▸ What to work on: Every entry below, first to last, should be restated word for word.

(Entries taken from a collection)
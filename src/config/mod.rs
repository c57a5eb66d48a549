//! Configuration for filmlog: meter calibration, default film, location and
//! custom film stocks.
//!
//! ## Configuration Source
//!
//! `filmlog.toml` is read from **XDG_CONFIG_HOME**/filmlog/ (or the directory
//! passed with `--config`). A commented default file is written the first
//! time [`load`] runs without one.
//!
//! ## Configuration Structure
//!
//! ```toml
//! #[Exposure]
//! base_iso = 100                 # Meter calibration ISO (>0)
//! default_film = "HP5 Plus"      # Film used when none is named
//!
//! #[Location]
//! latitude = 51.5074             # -90 to 90
//! longitude = -0.1278            # -180 to 180
//!
//! #[Sun times]
//! prefer_remote = false          # Ask sunrise-sunset.org first
//!
//! [films."Fomapan 200"]
//! iso = 200
//! reciprocity_constant = 1.0
//! reciprocity_exponent = 1.5
//! ```
//!
//! Custom stocks are merged over the built-in catalog; a custom entry whose
//! name matches a built-in stock (ignoring case) replaces it.
//!
//! ## Validation
//!
//! Every loaded file goes through [`validation::validate_config`] before it is
//! returned, so callers never see out-of-range values.

pub mod builder;
pub mod loading;
pub mod validation;

#[cfg(test)]
mod tests;

use anyhow::{Context, Result};
use serde::Deserialize;
use std::collections::BTreeMap;
use std::path::{Path, PathBuf};

use crate::constants::{DEFAULT_BASE_ISO, DEFAULT_FILM};
use crate::exposure::film::{FilmCharacteristics, FilmStock, builtin_catalog, find_stock};

pub use builder::create_default_config;
pub use loading::{get_config_path, get_custom_config_dir, load, load_from_path, set_config_dir};

/// A custom film stock as written in `[films."Name"]`.
#[derive(Debug, Deserialize, Clone, PartialEq)]
pub struct FilmEntry {
    pub iso: f64,
    /// Defaults to 1.0 (no extra scaling).
    pub reciprocity_constant: Option<f64>,
    /// Defaults to 1.0 (no reciprocity failure).
    pub reciprocity_exponent: Option<f64>,
    pub push_pull_stops: Option<f64>,
}

impl FilmEntry {
    pub fn characteristics(&self) -> FilmCharacteristics {
        FilmCharacteristics {
            iso_rating: self.iso,
            reciprocity_constant: self.reciprocity_constant.unwrap_or(1.0),
            reciprocity_exponent: self.reciprocity_exponent.unwrap_or(1.0),
            push_pull_stops: self.push_pull_stops.unwrap_or(0.0),
        }
    }
}

/// Settings loaded from `filmlog.toml`. Every field is optional.
#[derive(Debug, Deserialize, Clone, PartialEq, Default)]
pub struct Config {
    pub base_iso: Option<f64>,
    pub default_film: Option<String>,
    pub latitude: Option<f64>,
    pub longitude: Option<f64>,
    pub prefer_remote: Option<bool>,
    #[serde(default)]
    pub films: BTreeMap<String, FilmEntry>,
}

impl Config {
    pub fn load() -> Result<Self> {
        load()
    }

    pub fn load_from_path(path: &Path) -> Result<Self> {
        load_from_path(path)
    }

    pub fn get_config_path() -> Result<PathBuf> {
        get_config_path()
    }

    pub fn base_iso(&self) -> f64 {
        self.base_iso.unwrap_or(DEFAULT_BASE_ISO)
    }

    pub fn prefer_remote(&self) -> bool {
        self.prefer_remote.unwrap_or(false)
    }

    /// Configured coordinates, if both are set.
    pub fn coordinates(&self) -> Option<(f64, f64)> {
        self.latitude.zip(self.longitude)
    }

    /// Built-in stocks with the configured custom stocks merged in.
    pub fn film_catalog(&self) -> Vec<FilmStock> {
        let mut catalog = builtin_catalog();

        for (name, entry) in &self.films {
            let stock = FilmStock::new(name.trim(), entry.characteristics());
            match catalog
                .iter_mut()
                .find(|existing| existing.name.eq_ignore_ascii_case(name.trim()))
            {
                Some(existing) => *existing = stock,
                None => catalog.push(stock),
            }
        }

        catalog
    }

    /// Look up a film by name, or the default film when `name` is `None`.
    ///
    /// # Errors
    ///
    /// Fails when no built-in or custom stock has that name.
    pub fn resolve_film(&self, name: Option<&str>) -> Result<FilmStock> {
        let name = name
            .or(self.default_film.as_deref())
            .unwrap_or(DEFAULT_FILM);
        let catalog = self.film_catalog();

        find_stock(&catalog, name)
            .cloned()
            .with_context(|| format!("Unknown film stock '{name}'. Run 'filmlog films' to list them"))
    }

    /// Log the effective settings.
    pub fn log_config(&self, path: Option<&Path>) {
        if let Some(path) = path {
            log_block_start!("Loaded configuration from {}", loading::private_path(path));
        } else {
            log_block_start!("Using default configuration");
        }
        log_indented!("Base ISO: {}", self.base_iso());
        log_indented!(
            "Default film: {}",
            self.default_film.as_deref().unwrap_or(DEFAULT_FILM)
        );
        match self.coordinates() {
            Some((lat, lon)) => log_indented!("Location: {lat:.4}°, {lon:.4}°"),
            None => log_indented!("Location: not configured"),
        }
        log_indented!(
            "Remote sun times: {}",
            if self.prefer_remote() { "preferred" } else { "off" }
        );
        if !self.films.is_empty() {
            log_indented!("Custom films: {}", self.films.len());
        }
    }
}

▸ Task output:
filename src/config/mod.rs
repository c57a5eb66d48a549
//! Configuration for filmlog: meter calibration, default film, location and
//! custom film stocks.
//!
//! ## Configuration Source
//!
//! `filmlog.toml` is read from **XDG_CONFIG_HOME**/filmlog/ (or the directory
//! passed with `--config`). A commented default file is written the first
//! time [`load`] runs without one.
//!
//! ## Configuration Structure
//!
//! ```toml
//! #[Exposure]
//! base_iso = 100                 # Meter calibration ISO (>0)
//! default_film = "HP5 Plus"      # Film used when none is named
//!
//! #[Location]
//! latitude = 51.5074             # -90 to 90
//! longitude = -0.1278            # -180 to 180
//!
//! #[Sun times]
//! prefer_remote = false          # Ask sunrise-sunset.org first
//!
//! [films."Fomapan 200"]
//! iso = 200
//! reciprocity_constant = 1.0
//! reciprocity_exponent = 1.5
//! ```
//!
//! Custom stocks are merged over the built-in catalog; a custom entry whose
//! name matches a built-in stock (ignoring case) replaces it.
//!
//! ## Validation
//!
//! Every loaded file goes through [`validation::validate_config`] before it is
//! returned, so callers never see out-of-range values.

pub mod builder;
pub mod loading;
pub mod validation;

#[cfg(test)]
mod tests;

use anyhow::{Context, Result};
use serde::Deserialize;
use std::collections::BTreeMap;
use std::path::{Path, PathBuf};

use crate::constants::{DEFAULT_BASE_ISO, DEFAULT_FILM};
use crate::exposure::film::{FilmCharacteristics, FilmStock, builtin_catalog, find_stock};

pub use builder::create_default_config;
pub use loading::{get_config_path, get_custom_config_dir, load, load_from_path, set_config_dir};

/// A custom film stock as written in `[films."Name"]`.
#[derive(Debug, Deserialize, Clone, PartialEq)]
pub struct FilmEntry {
    pub iso: f64,
    /// Defaults to 1.0 (no extra scaling).
    pub reciprocity_constant: Option<f64>,
    /// Defaults to 1.0 (no reciprocity failure).
    pub reciprocity_exponent: Option<f64>,
    pub push_pull_stops: Option<f64>,
}

impl FilmEntry {
    pub fn characteristics(&self) -> FilmCharacteristics {
        FilmCharacteristics {
            iso_rating: self.iso,
            reciprocity_constant: self.reciprocity_constant.unwrap_or(1.0),
            reciprocity_exponent: self.reciprocity_exponent.unwrap_or(1.0),
            push_pull_stops: self.push_pull_stops.unwrap_or(0.0),
        }
    }
}

/// Settings loaded from `filmlog.toml`. Every field is optional.
#[derive(Debug, Deserialize, Clone, PartialEq, Default)]
pub struct Config {
    pub base_iso: Option<f64>,
    pub default_film: Option<String>,
    pub latitude: Option<f64>,
    pub longitude: Option<f64>,
    pub prefer_remote: Option<bool>,
    #[serde(default)]
    pub films: BTreeMap<String, FilmEntry>,
}

impl Config {
    pub fn load() -> Result<Self> {
        load()
    }

    pub fn load_from_path(path: &Path) -> Result<Self> {
        load_from_path(path)
    }

    pub fn get_config_path() -> Result<PathBuf> {
        get_config_path()
    }

    pub fn base_iso(&self) -> f64 {
        self.base_iso.unwrap_or(DEFAULT_BASE_ISO)
    }

    pub fn prefer_remote(&self) -> bool {
        self.prefer_remote.unwrap_or(false)
    }

    /// Configured coordinates, if both are set.
    pub fn coordinates(&self) -> Option<(f64, f64)> {
        self.latitude.zip(self.longitude)
    }

    /// Built-in stocks with the configured custom stocks merged in.
    pub fn film_catalog(&self) -> Vec<FilmStock> {
        let mut catalog = builtin_catalog();

        for (name, entry) in &self.films {
            let stock = FilmStock::new(name.trim(), entry.characteristics());
            match catalog
                .iter_mut()
                .find(|existing| existing.name.eq_ignore_ascii_case(name.trim()))
            {
                Some(existing) => *existing = stock,
                None => catalog.push(stock),
            }
        }

        catalog
    }

    /// Look up a film by name, or the default film when `name` is `None`.
    ///
    /// # Errors
    ///
    /// Fails when no built-in or custom stock has that name.
    pub fn resolve_film(&self, name: Option<&str>) -> Result<FilmStock> {
        let name = name
            .or(self.default_film.as_deref())
            .unwrap_or(DEFAULT_FILM);
        let catalog = self.film_catalog();

        find_stock(&catalog, name)
            .cloned()
            .with_context(|| format!("Unknown film stock '{name}'. Run 'filmlog films' to list them"))
    }

    /// Log the effective settings.
    pub fn log_config(&self, path: Option<&Path>) {
        if let Some(path) = path {
            log_block_start!("Loaded configuration from {}", loading::private_path(path));
        } else {
            log_block_start!("Using default configuration");
        }
        log_indented!("Base ISO: {}", self.base_iso());
        log_indented!(
            "Default film: {}",
            self.default_film.as_deref().unwrap_or(DEFAULT_FILM)
        );
        match self.coordinates() {
            Some((lat, lon)) => log_indented!("Location: {lat:.4}°, {lon:.4}°"),
            None => log_indented!("Location: not configured"),
        }
        log_indented!(
            "Remote sun times: {}",
            if self.prefer_remote() { "preferred" } else { "off" }
        );
        if !self.films.is_empty() {
            log_indented!("Custom films: {}", self.films.len());
        }
    }
}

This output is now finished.